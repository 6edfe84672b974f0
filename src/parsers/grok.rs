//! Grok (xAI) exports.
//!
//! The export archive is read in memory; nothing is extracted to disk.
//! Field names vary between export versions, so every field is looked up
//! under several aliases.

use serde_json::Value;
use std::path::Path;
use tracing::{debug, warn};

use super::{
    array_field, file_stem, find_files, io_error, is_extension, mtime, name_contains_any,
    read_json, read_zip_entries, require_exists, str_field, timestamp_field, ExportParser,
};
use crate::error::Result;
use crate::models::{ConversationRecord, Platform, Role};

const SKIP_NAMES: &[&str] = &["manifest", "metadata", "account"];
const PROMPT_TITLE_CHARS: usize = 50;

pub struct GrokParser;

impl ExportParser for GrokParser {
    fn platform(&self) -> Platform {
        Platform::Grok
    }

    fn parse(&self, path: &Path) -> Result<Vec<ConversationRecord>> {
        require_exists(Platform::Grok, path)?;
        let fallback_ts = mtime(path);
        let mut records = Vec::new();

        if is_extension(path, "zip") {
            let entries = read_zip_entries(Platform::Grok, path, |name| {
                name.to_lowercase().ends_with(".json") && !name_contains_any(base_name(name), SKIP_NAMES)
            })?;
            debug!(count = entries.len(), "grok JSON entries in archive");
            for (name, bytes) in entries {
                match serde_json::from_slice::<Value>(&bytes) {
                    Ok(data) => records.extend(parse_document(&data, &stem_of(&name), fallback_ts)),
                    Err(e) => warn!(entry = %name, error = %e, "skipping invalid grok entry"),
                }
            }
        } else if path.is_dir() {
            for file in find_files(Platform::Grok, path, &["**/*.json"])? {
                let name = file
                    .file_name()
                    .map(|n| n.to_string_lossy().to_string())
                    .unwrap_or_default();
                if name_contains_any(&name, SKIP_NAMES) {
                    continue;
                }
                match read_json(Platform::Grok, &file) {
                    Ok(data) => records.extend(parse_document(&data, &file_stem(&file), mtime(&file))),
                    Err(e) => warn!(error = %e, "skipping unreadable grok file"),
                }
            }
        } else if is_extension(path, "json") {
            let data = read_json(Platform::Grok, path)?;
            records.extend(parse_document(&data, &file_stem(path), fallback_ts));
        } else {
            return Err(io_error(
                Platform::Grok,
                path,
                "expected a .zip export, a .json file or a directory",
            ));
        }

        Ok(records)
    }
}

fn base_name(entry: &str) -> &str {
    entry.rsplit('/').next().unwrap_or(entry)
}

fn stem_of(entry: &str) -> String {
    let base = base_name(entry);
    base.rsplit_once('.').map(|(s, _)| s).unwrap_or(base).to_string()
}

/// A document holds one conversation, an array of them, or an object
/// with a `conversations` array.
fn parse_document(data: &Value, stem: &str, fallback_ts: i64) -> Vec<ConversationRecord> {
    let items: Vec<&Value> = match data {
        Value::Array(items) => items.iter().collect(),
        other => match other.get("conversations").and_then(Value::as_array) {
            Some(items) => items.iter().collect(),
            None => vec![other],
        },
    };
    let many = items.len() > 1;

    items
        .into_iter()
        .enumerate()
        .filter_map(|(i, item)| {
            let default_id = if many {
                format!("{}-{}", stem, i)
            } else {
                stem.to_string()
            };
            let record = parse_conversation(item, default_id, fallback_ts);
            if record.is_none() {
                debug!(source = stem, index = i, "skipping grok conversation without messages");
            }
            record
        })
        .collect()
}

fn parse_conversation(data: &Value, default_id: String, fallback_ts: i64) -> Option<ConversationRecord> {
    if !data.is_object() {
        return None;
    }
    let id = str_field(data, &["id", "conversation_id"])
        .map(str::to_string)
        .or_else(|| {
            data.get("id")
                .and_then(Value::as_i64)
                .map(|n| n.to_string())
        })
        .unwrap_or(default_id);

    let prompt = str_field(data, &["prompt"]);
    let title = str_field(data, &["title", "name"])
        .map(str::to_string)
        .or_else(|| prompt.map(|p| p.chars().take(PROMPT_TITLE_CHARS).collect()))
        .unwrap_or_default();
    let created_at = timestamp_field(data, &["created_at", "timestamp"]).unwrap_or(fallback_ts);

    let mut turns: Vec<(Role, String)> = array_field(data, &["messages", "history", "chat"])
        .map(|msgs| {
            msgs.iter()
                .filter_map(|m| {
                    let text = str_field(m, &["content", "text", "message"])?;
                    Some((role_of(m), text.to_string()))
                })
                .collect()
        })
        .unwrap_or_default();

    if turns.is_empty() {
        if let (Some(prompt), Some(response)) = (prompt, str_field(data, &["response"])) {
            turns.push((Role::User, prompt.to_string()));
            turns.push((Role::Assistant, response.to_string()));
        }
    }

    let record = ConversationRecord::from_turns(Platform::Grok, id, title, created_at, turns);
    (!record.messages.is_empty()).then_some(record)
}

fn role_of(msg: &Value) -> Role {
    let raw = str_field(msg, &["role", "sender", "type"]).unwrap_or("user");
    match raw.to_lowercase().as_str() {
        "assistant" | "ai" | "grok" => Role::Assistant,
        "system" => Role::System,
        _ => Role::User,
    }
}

━━━━━━━━━━━━━━━━━━━━

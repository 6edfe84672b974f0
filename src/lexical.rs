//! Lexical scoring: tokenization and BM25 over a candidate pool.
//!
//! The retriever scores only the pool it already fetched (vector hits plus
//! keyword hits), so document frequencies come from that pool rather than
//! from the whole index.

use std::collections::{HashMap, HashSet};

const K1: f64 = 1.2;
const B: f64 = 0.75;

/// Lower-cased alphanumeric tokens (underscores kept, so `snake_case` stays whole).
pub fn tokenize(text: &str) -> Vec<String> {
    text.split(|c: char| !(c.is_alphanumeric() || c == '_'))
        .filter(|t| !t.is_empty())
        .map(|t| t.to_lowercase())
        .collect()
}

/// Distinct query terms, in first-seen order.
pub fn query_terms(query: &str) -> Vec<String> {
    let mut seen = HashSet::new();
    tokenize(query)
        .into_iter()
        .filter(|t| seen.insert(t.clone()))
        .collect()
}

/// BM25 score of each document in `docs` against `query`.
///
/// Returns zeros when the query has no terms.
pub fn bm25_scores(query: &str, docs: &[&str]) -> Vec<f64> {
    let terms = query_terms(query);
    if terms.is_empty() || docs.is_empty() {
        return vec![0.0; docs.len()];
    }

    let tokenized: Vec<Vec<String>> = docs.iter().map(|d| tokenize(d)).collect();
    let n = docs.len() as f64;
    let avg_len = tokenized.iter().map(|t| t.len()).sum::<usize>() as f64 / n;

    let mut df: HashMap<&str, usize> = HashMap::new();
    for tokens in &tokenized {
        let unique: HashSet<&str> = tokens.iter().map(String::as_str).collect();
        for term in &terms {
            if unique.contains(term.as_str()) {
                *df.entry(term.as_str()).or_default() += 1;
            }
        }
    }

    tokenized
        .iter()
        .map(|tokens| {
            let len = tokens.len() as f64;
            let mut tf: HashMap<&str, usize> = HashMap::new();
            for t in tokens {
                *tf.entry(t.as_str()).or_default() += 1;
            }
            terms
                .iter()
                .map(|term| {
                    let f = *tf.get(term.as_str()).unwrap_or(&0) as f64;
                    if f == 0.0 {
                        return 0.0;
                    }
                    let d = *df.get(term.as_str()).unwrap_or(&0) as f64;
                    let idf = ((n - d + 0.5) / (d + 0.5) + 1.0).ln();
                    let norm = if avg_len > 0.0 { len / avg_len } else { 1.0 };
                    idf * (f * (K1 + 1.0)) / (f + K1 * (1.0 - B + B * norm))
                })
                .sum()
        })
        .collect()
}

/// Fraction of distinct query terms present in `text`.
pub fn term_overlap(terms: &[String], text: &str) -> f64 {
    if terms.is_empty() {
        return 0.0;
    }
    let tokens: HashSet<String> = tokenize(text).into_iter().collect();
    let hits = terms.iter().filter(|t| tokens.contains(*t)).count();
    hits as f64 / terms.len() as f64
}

━━━━━━━━━━━━━━━━━━━━

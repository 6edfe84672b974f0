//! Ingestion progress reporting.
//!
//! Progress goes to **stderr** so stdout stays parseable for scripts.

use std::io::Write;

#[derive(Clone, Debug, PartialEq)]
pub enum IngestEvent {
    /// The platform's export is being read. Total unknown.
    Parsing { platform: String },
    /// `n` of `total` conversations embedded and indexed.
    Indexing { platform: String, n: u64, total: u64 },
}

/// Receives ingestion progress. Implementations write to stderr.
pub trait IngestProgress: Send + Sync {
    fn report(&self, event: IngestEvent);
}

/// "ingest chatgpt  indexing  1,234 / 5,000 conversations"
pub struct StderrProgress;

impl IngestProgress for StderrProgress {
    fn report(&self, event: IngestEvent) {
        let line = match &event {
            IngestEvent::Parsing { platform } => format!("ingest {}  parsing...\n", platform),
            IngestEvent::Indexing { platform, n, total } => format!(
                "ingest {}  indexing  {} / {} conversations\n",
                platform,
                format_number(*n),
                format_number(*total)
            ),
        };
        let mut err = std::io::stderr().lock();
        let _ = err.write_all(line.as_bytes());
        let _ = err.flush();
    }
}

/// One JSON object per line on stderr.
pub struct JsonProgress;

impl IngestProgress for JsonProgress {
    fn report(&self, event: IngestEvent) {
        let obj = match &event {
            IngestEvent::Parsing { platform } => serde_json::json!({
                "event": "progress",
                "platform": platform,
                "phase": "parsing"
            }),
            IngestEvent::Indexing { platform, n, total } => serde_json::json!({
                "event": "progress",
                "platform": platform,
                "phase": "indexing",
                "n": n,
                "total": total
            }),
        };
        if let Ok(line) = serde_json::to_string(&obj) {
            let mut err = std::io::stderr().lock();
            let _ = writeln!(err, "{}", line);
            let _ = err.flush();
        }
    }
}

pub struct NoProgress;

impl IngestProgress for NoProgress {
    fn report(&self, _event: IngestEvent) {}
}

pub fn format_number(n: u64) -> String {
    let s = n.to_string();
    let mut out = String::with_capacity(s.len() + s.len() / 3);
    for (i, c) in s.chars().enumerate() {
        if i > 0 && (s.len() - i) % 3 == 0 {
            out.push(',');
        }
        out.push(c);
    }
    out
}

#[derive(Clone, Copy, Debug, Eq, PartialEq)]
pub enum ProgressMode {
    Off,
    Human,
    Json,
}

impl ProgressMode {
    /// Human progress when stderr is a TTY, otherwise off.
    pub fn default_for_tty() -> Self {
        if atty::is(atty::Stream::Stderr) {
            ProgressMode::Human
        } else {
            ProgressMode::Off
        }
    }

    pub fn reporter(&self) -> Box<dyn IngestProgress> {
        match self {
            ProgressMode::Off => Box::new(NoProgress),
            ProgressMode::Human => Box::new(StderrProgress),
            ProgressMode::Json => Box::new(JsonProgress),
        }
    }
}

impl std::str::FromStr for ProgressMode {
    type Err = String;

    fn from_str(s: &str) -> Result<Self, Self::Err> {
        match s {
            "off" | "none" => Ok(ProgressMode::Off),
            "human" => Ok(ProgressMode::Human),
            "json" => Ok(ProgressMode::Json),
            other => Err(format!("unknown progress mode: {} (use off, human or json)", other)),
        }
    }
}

━━━━━━━━━━━━━━━━━━━━

# AIM OF THE TASK
All lines in the records above that contain "tokenized" are to be reported.

# TASK RESULT
    let tokenized: Vec<Vec<String>> = docs.iter().map(|d| tokenize(d)).collect();
    let avg_len = tokenized.iter().map(|t| t.len()).sum::<usize>() as f64 / n;
    for tokens in &tokenized {
    tokenized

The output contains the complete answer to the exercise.